The problem is that even if your system works the one operational risk you must defend against the FBI et al would not stand for in any way shape or form.

In times past, getting access to letters in the mail was difficult not just for technical reasons but because the law required a fairly high standard of suspicion to convince a senior judge or minister of state, as well as the issue being one of national security in the older more traditional sense. The same applied to telegrams / cables and later telex network. Likewise the standard required to intercept even dialed numbers was very high, and recording of voice exceptional. The invention of “comercial codes” and “code cards” in the Victorian era was not to do with secrecy or privacy, because that was more or less guaranteed, it was in effect for “compression” to save per letter costs.

Similarly to get at past written communications required access to private papers, and this again required that a high standard of suspicion be put before a senior judge. And access would be forbiden if the papers were of legal, religious or medical corespondance. Further corespondence to and from journalists was likewise heavily restricted.

Thus if the police and other domestic legal authorities wanted access you would be notified of this by the presentation of a warrant to gain access. Further having received the warrant you could then challenge it’s issue and obtain copies of the suspicions put befor the judge and if false or groundless chalenge them and have the officer presenting such falsehoods punished up to and including a life tarrif, fines and civil compensation. Thus the law enforcment officers were quite carefull about what they submitted.

These days law enforcment wants to access your communications without your knowledge, the number of warrents requested far exceeds the capacity of the limited number of senior judges so now the warrents can be issued by magistrates, who may not have a sound apreciation of what reasonable let alone higher standards of suspicion are, and thus can be easily “gulled” into issuing warrants that not only should not be, but also having the application sealed, so you cannot access it to challenge it. But worse the definition of “communication” has little or no meaning any longer. For instance a voice mail on the land line phone in your home, once would have been treated the same way as a deliverd letter, ie beyond access without a presented warrant as it “had” reached it’s destination and was nolonger being communicated. Now it’s fair game on the pretence that, as you are assumed not to have heard it –even if you have– it’s thus still “in communication” and accessible without a warrent being presented to you.

Thus your private “papers” are laid bare for considerable periods of time without you becoming aware. This was in the fairly recent past not legaly possible, now it is. But with computers the pretense of argument about “might not have heard” is now a fiction of not just “might not have read” but also of “in plain sight”, thus no warrent need be presented, and in some cases even obtained.

It is this “unfettered access” at “any time or place”, “without the persons knowledge” that the likes of the FBI will not give up. Not willingly, infact not at all, and it’s loosing this that the “going dark” arguments are realy about. Which is the problem with one of the systems you outlined in the past, because it required a warrant “be presented” and thus you would be “warned off” by it and thus communicate this knowledge directly or indirectly to another party.

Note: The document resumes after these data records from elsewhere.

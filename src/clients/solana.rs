//! Solana JSON-RPC reads and token metadata lookups.
//!
//! Only read-only RPC methods are used here; signing and sending is done by
//! Privy. Account data is requested with `jsonParsed` encoding, so SPL token
//! accounts are decoded from JSON rather than raw account bytes.

use crate::clients::json_or_upstream;
use crate::errors::{Error, Result};
use serde::Deserialize;
use serde_json::{Value, json};
use solana_sdk::hash::Hash;
use std::str::FromStr;
use tracing::{debug, instrument};

const SERVICE: &str = "Solana RPC";

/// SPL Token program
pub const TOKEN_PROGRAM_ID: &str = "TokenkegQfeZyiNwAJbNbGKPFXCWuBvf9Ss623VQ5DA";
/// Wrapped SOL mint, used by swap APIs to mean native SOL
pub const NATIVE_MINT: &str = "So11111111111111111111111111111111111111112";
/// Decimals of native SOL
pub const NATIVE_DECIMALS: u8 = 9;

/// One SPL token account owned by a wallet
#[derive(Debug, Clone, PartialEq, Eq)]
pub struct TokenHolding {
    /// Token account address
    pub account: String,
    /// Mint of the held token
    pub mint: String,
    /// Raw amount in base units
    pub amount: u64,
    /// Decimals of the mint
    pub decimals: u8,
}

impl TokenHolding {
    /// Single-supply, zero-decimal tokens are NFTs, not fungible balances.
    #[must_use]
    pub const fn is_nft(&self) -> bool {
        self.decimals == 0 && self.amount == 1
    }

    /// Amount scaled by `decimals`, formatted without trailing zeros.
    #[must_use]
    pub fn ui_amount(&self) -> String {
        format_base_units(self.amount, self.decimals)
    }
}

/// Formats a base-unit amount as a decimal string.
#[must_use]
pub fn format_base_units(amount: u64, decimals: u8) -> String {
    if decimals == 0 {
        return amount.to_string();
    }
    let divisor = 10u64.pow(u32::from(decimals));
    let whole = amount / divisor;
    let frac = amount % divisor;
    if frac == 0 {
        return whole.to_string();
    }
    let frac = format!("{frac:0>width$}", width = usize::from(decimals));
    format!("{whole}.{}", frac.trim_end_matches('0'))
}

/// Converts a human amount into base units.
///
/// # Errors
/// Returns [`Error::InvalidAmount`] for non-finite, non-positive or
/// out-of-range amounts.
#[allow(
    clippy::cast_possible_truncation,
    clippy::cast_sign_loss,
    clippy::cast_precision_loss
)]
pub fn to_base_units(amount: f64, decimals: u8) -> Result<u64> {
    if !amount.is_finite() || amount <= 0.0 {
        return Err(Error::InvalidAmount { amount });
    }
    let scaled = (amount * 10f64.powi(i32::from(decimals))).round();
    if scaled < 1.0 || scaled >= u64::MAX as f64 {
        return Err(Error::InvalidAmount { amount });
    }
    Ok(scaled as u64)
}

/// Minimal JSON-RPC client
#[derive(Debug, Clone)]
pub struct SolanaRpc {
    http: reqwest::Client,
    rpc_url: String,
}

impl SolanaRpc {
    /// Client for the JSON-RPC endpoint at `rpc_url`.
    #[must_use]
    pub fn new(http: reqwest::Client, rpc_url: impl Into<String>) -> Self {
        Self {
            http,
            rpc_url: rpc_url.into(),
        }
    }

    async fn rpc(&self, method: &str, params: Value) -> Result<Value> {
        debug!("Solana RPC {}", method);
        let response = self
            .http
            .post(&self.rpc_url)
            .json(&json!({
                "jsonrpc": "2.0",
                "id": 1,
                "method": method,
                "params": params,
            }))
            .send()
            .await?;
        let mut body = json_or_upstream(SERVICE, response).await?;

        if let Some(error) = body.get("error") {
            let message = error
                .get("message")
                .and_then(Value::as_str)
                .map_or_else(|| error.to_string(), str::to_string);
            return Err(Error::Upstream {
                service: SERVICE,
                message,
            });
        }
        match body.get_mut("result") {
            Some(result) => Ok(result.take()),
            None => Err(Error::MissingField {
                service: SERVICE,
                field: "result".to_string(),
            }),
        }
    }

    /// Lists SPL token accounts owned by `owner`, optionally for a single mint.
    #[instrument(skip(self))]
    pub async fn token_accounts(&self, owner: &str, mint: Option<&str>) -> Result<Vec<TokenHolding>> {
        let filter = match mint {
            Some(mint) => json!({ "mint": mint }),
            None => json!({ "programId": TOKEN_PROGRAM_ID }),
        };
        let result = self
            .rpc(
                "getTokenAccountsByOwner",
                json!([owner, filter, { "encoding": "jsonParsed" }]),
            )
            .await?;
        Ok(parse_token_accounts(&result))
    }

    /// Reads the `decimals` of a mint account.
    #[instrument(skip(self))]
    pub async fn mint_decimals(&self, mint: &str) -> Result<u8> {
        if mint == NATIVE_MINT {
            return Ok(NATIVE_DECIMALS);
        }
        let result = self
            .rpc("getAccountInfo", json!([mint, { "encoding": "jsonParsed" }]))
            .await?;
        result
            .pointer("/value/data/parsed/info/decimals")
            .and_then(Value::as_u64)
            .and_then(|d| u8::try_from(d).ok())
            .ok_or_else(|| Error::Upstream {
                service: SERVICE,
                message: format!("{mint} is not a token mint account"),
            })
    }
}

impl SolanaRpc {
    /// Latest blockhash at `finalized` commitment.
    #[instrument(skip(self))]
    pub async fn latest_blockhash(&self) -> Result<Hash> {
        let result = self
            .rpc("getLatestBlockhash", json!([{ "commitment": "finalized" }]))
            .await?;
        let blockhash = result
            .pointer("/value/blockhash")
            .and_then(Value::as_str)
            .ok_or_else(|| Error::MissingField {
                service: SERVICE,
                field: "/value/blockhash".to_string(),
            })?;
        Hash::from_str(blockhash).map_err(|e| Error::Upstream {
            service: SERVICE,
            message: format!("invalid blockhash {blockhash}: {e}"),
        })
    }

    /// Whether an account exists at `address`.
    #[instrument(skip(self))]
    pub async fn account_exists(&self, address: &str) -> Result<bool> {
        let result = self
            .rpc("getAccountInfo", json!([address, { "encoding": "base64" }]))
            .await?;
        Ok(!result.get("value").is_none_or(Value::is_null))
    }
}

/// Extracts holdings from a `getTokenAccountsByOwner` result, skipping entries
/// that are not parsed SPL token accounts.
fn parse_token_accounts(result: &Value) -> Vec<TokenHolding> {
    let Some(accounts) = result.get("value").and_then(Value::as_array) else {
        return Vec::new();
    };

    accounts
        .iter()
        .filter_map(|entry| {
            let info = entry.pointer("/account/data/parsed/info")?;
            let token_amount = info.get("tokenAmount")?;
            Some(TokenHolding {
                account: entry.get("pubkey")?.as_str()?.to_string(),
                mint: info.get("mint")?.as_str()?.to_string(),
                amount: token_amount.get("amount")?.as_str()?.parse().ok()?,
                decimals: u8::try_from(token_amount.get("decimals")?.as_u64()?).ok()?,
            })
        })
        .collect()
}

/// Token metadata as served by the token directory
#[derive(Debug, Clone, Deserialize, PartialEq, Eq)]
pub struct TokenInfo {
    /// Mint address
    pub address: String,
    pub name: String,
    /// Ticker, e.g. `USDC`
    pub symbol: String,
    pub decimals: u8,
}

/// Token metadata directory (`GET {base_url}/{mint}`)
#[derive(Debug, Clone)]
pub struct TokenDirectory {
    http: reqwest::Client,
    base_url: String,
}

impl TokenDirectory {
    /// `base_url` may end with a slash.
    #[must_use]
    pub fn new(http: reqwest::Client, base_url: impl Into<String>) -> Self {
        Self {
            http,
            base_url: base_url.into().trim_end_matches('/').to_string(),
        }
    }

    /// Looks up a mint. Unknown mints (404 or a `null` body) yield `None`.
    pub async fn lookup(&self, mint: &str) -> Result<Option<TokenInfo>> {
        let response = self
            .http
            .get(format!("{}/{}", self.base_url, mint))
            .send()
            .await?;
        if response.status() == reqwest::StatusCode::NOT_FOUND {
            return Ok(None);
        }
        let body = json_or_upstream("Token directory", response).await?;
        if body.is_null() {
            return Ok(None);
        }
        Ok(Some(serde_json::from_value(body)?))
    }
}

The problem is that any system that does not require the presentation of a warrant is neither secure or free of abuse. And even if a warrant is presented the door once opened, stays open into the past long long prior to the warrants issue and potentialy long long into the future, which is another thing the law enforcment agencies want. Then there is the issues of misrepresentation, we know that law enforcment take phones etc from people in custody and take data from them for various reasons without the owners consent, as well as using the phone to send fake messages. Designing a system to allow some “lawfull access and use” but not “unlawfull access and use” is an imposibility.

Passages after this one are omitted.